La spina nel costato è profonda: il giorno della Shoah in Israele deve riaffermare «never again». Ma quale Shoah? Quella conclusasi nel 1945, tre anni e mezzo di strage sistematica di ebrei, o quella del 7 di ottobre, una giornata di impensabili orrori? Il paragone è lecito e carico di minaccia fra antisemitismo ideologico nazista, puntato alla cancellazione degli ebrei, e quello orribile e in piena proliferazione, cui si assiste nel mondo, puntato alla distruzione di Israele. Tutto è rovesciato. La dittatura, l'odio per le minoranze, per le donne, per gli omosessuali, che gli antisemiti in piazza dicono di rappresentare sono presenti nel loro amico Hamas, e nei loro sponsor, l'Iran e la Russia. La loro shoah è dal fiume al mare, l'eliminazione di una nazione e di un popolo indigeno e non coloniale, ma essi scaricano su questo popolo l'accusa di essere ciò che essi pretendono di odiare. È il famoso rovesciamento della Shoah. Ieri e oggi Israele affronta da solo il rischio per cui come dice la Bibbia «ad ogni generazione qualcuno si alza per ucciderci».

Nel giorno della Shoah, oggi alle dieci dal 1953, un momento mistico avvolge Israele: durante una sirena di due minuti, tutto si immobilizza e tace. Ma quest'anno, il presupposto stesso celebrazione della Shoah, la formula del «never again», è interrogativa e contorta. La domanda che la sovrasta viene dai sopravvissuti che hanno di nuovo dovuto sopravvivere all'impossibile persecuzione di un odio cieco e definitivo come quello del 7 di ottobre. Sara Jackson, polacca, sopravvissuta, ha aperto la porta della sua casa nel kibbutz a un gruppo di ragazzi terrorizzati fuggiti dal festival Nova. Lala, fra i rifugiati dall'attacco terrorista, ha ascoltato nel nascondiglio dai terroristi le storie di Sara. Adesso parlano insieme della ondata di antisemitismo bestiale di cui non si è mai più visto eguale da quando Sara si era salvata dal campo di concentramento.

Adesso, di nuovo ancora, il popolo ebraico affronta un'altra grande sfida.
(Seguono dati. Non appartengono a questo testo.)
mod adjacency;
mod config;
mod error;
mod frame;
mod geometry;
mod helix;
mod motif;
mod segmenter;
mod view;
mod walker;

#[cfg(test)]
mod fixtures;

pub use adjacency::{AdjacencyGraph, min_distance};
pub use config::{AnalysisConfig, DEFAULT_MOTIF_PATTERNS};
pub use error::Error;
pub use frame::{PAIRING_CUTOFF, build_frame};
pub use helix::{attach_contacts, classify, display_name, helix_number};
pub use motif::{MotifLocator, preceding_strand};
pub use segmenter::{HELIX_MAX_GAP, HELIX_MERGE_DISTANCE, merge_helices, segment};
pub use view::ChainView;
pub use walker::{
    Naming, SheetTopology, bond_types, direction, expand_arm, expand_path, name_strands, pairing,
    walk,
};

use crate::model::segment::Segmentation;
use crate::model::structure::Structure;
use crate::model::topology::{Motif, TopologyResult};

/// Analysis state for one loaded structure.
///
/// Segmentation, the compiled motif patterns and the whole-structure contact
/// graph are computed once. Every [`Session::analyze`] call works on its own
/// [`ChainView`], so analyses never observe each other.
#[derive(Debug, Clone)]
pub struct Session<'s> {
    structure: &'s Structure,
    config: AnalysisConfig,
    locator: MotifLocator,
    segmentation: Segmentation,
    graph: AdjacencyGraph,
}

impl<'s> Session<'s> {
    /// Validates `config`, compiles its motif patterns and segments `structure`.
    ///
    /// # Errors
    ///
    /// Returns [`Error::InvalidConfig`] or [`Error::InvalidPattern`].
    pub fn new(structure: &'s Structure, config: AnalysisConfig) -> Result<Self, Error> {
        config.validate()?;
        let locator = MotifLocator::new(&config.motif_patterns, config.max_loop)?;
        let segmentation = segment(structure);
        let graph = AdjacencyGraph::build(structure, &segmentation.strands, config.contact_distance);

        tracing::info!(
            residues = structure.len(),
            chains = structure.chains().len(),
            strands = segmentation.strands.len(),
            helices = segmentation.helices.len(),
            "structure segmented"
        );

        Ok(Self {
            structure,
            config,
            locator,
            segmentation,
            graph,
        })
    }

    pub fn structure(&self) -> &'s Structure {
        self.structure
    }

    pub fn config(&self) -> &AnalysisConfig {
        &self.config
    }

    pub fn segmentation(&self) -> &Segmentation {
        &self.segmentation
    }

    /// Contact graph over every strand of the structure (global indices).
    pub fn graph(&self) -> &AdjacencyGraph {
        &self.graph
    }

    /// Catalytic motifs with a qualifying preceding strand, in pattern order.
    pub fn motifs(&self) -> Vec<Motif> {
        self.locator.locate(self.structure, &self.segmentation.strands)
    }

    /// Chain-scoped view used by [`Session::analyze`].
    ///
    /// # Errors
    ///
    /// Returns [`Error::NoChainData`] if `chain` has no strands.
    pub fn chain_view(&self, chain: char) -> Result<ChainView<'_>, Error> {
        ChainView::new(
            self.structure,
            &self.segmentation,
            chain,
            self.config.contact_distance,
        )
    }

    /// Runs one (chain, motif) topology analysis.
    ///
    /// # Errors
    ///
    /// Any structural failure aborts the whole analysis: [`Error::NoChainData`],
    /// [`Error::MissingAnchorStrand`], [`Error::NoCounterStrand`],
    /// [`Error::OutOfRangeIndex`] or [`Error::DegenerateFrame`].
    pub fn analyze(&self, motif: &Motif) -> Result<TopologyResult, Error> {
        let view = self.chain_view(motif.chain)?;
        let s4 = view.anchor(motif.strand)?;

        let mut sheet = walk(&view, s4)?;
        let frame = build_frame(&view, sheet.s4, sheet.s3)?;
        let helices = classify(
            &view,
            &sheet,
            &frame,
            self.config.min_helix_length,
            self.config.helix_radius,
        );
        attach_contacts(&view, &mut sheet.strands, &helices, self.config.helix_radius);

        tracing::info!(
            chain = %motif.chain,
            motif = %motif.text,
            anchor = %motif.anchor,
            strands = sheet.names.len(),
            helices = helices.len(),
            "topology resolved"
        );

        Ok(TopologyResult {
            chain: view.chain,
            motif: motif.clone(),
            strand_map: view.global.clone(),
            strand_ranges: view.strands.iter().map(|s| s.range()).collect(),
            full_path: sheet.full_path,
            s4: sheet.s4,
            s3: sheet.s3,
            s5: sheet.s5,
            names: sheet.names,
            name_map: sheet.name_map,
            strands: sheet.strands,
            frame,
            helices,
        })
    }

    /// Analyzes every located motif, pairing each with its outcome.
    pub fn analyze_all(&self) -> Vec<(Motif, Result<TopologyResult, Error>)> {
        self.motifs()
            .into_iter()
            .map(|motif| {
                let outcome = self.analyze(&motif);
                (motif, outcome)
            })
            .collect()
    }
}

/// Locates every catalytic motif of `structure` and resolves its sheet topology.
///
/// Motifs whose analysis aborts are logged and left out of the result.
///
/// # Errors
///
/// Returns an error only for an invalid configuration or motif pattern.
pub fn analyze(structure: &Structure, config: &AnalysisConfig) -> Result<Vec<TopologyResult>, Error> {
    let session = Session::new(structure, config.clone())?;

    let mut results = Vec::new();
    for (motif, outcome) in session.analyze_all() {
        match outcome {
            Ok(result) => results.push(result),
            Err(e) => {
                tracing::warn!(
                    chain = %motif.chain,
                    motif = %motif.text,
                    anchor = %motif.anchor,
                    error = %e,
                    "motif analysis aborted"
                );
            }
        }
    }

    Ok(results)
}
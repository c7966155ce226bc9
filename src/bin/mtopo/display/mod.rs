mod banner;
mod error;
mod progress;
mod tables;

pub use banner::{banner_for_help, print_banner};
pub use error::print_error;
pub use progress::Progress;
pub use tables::{print_motifs, print_structure_info, print_topology};

#[derive(Debug, Clone, Copy)]
pub struct Context {
    pub interactive: bool,
}

impl Context {
    pub fn detect() -> Self {
        Self {
            interactive: crate::io::stderr_is_tty(),
        }
    }

    pub fn with_quiet(self, quiet: bool) -> Self {
        if quiet {
            Self { interactive: false }
        } else {
            self
        }
    }
}
//! Small vector helpers over `[f64; 3]`.

pub type Vec3 = [f64; 3];

#[inline]
pub fn sub(a: Vec3, b: Vec3) -> Vec3 {
    [a[0] - b[0], a[1] - b[1], a[2] - b[2]]
}

#[inline]
pub fn dot(a: Vec3, b: Vec3) -> f64 {
    a[0] * b[0] + a[1] * b[1] + a[2] * b[2]
}

#[inline]
pub fn cross(a: Vec3, b: Vec3) -> Vec3 {
    [
        a[1] * b[2] - a[2] * b[1],
        a[2] * b[0] - a[0] * b[2],
        a[0] * b[1] - a[1] * b[0],
    ]
}

#[inline]
pub fn norm(a: Vec3) -> f64 {
    dot(a, a).sqrt()
}

#[inline]
pub fn distance(a: Vec3, b: Vec3) -> f64 {
    norm(sub(a, b))
}

#[inline]
pub fn scale(a: Vec3, s: f64) -> Vec3 {
    [a[0] * s, a[1] * s, a[2] * s]
}

/// Unit vector along `a`, or `None` when `a` has (near) zero length.
pub fn normalize(a: Vec3) -> Option<Vec3> {
    let n = norm(a);
    if n > f64::EPSILON && n.is_finite() {
        Some(scale(a, 1.0 / n))
    } else {
        None
    }
}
Il giorno dopo la strage del 7 ottobre da tutta Israele uomini, donne, professionisti, operai, a migliaia sono corsi a prendere le armi, si sono precipitati a offrire la loro vita, scacciando l'ala della morte. Un giovane sul fronte mi ha detto «never again sono io, mio nonno è sopravvissuto a Auschwitz, mio padre alla guerra del '73».

Lui è il migliore erede della Memoria.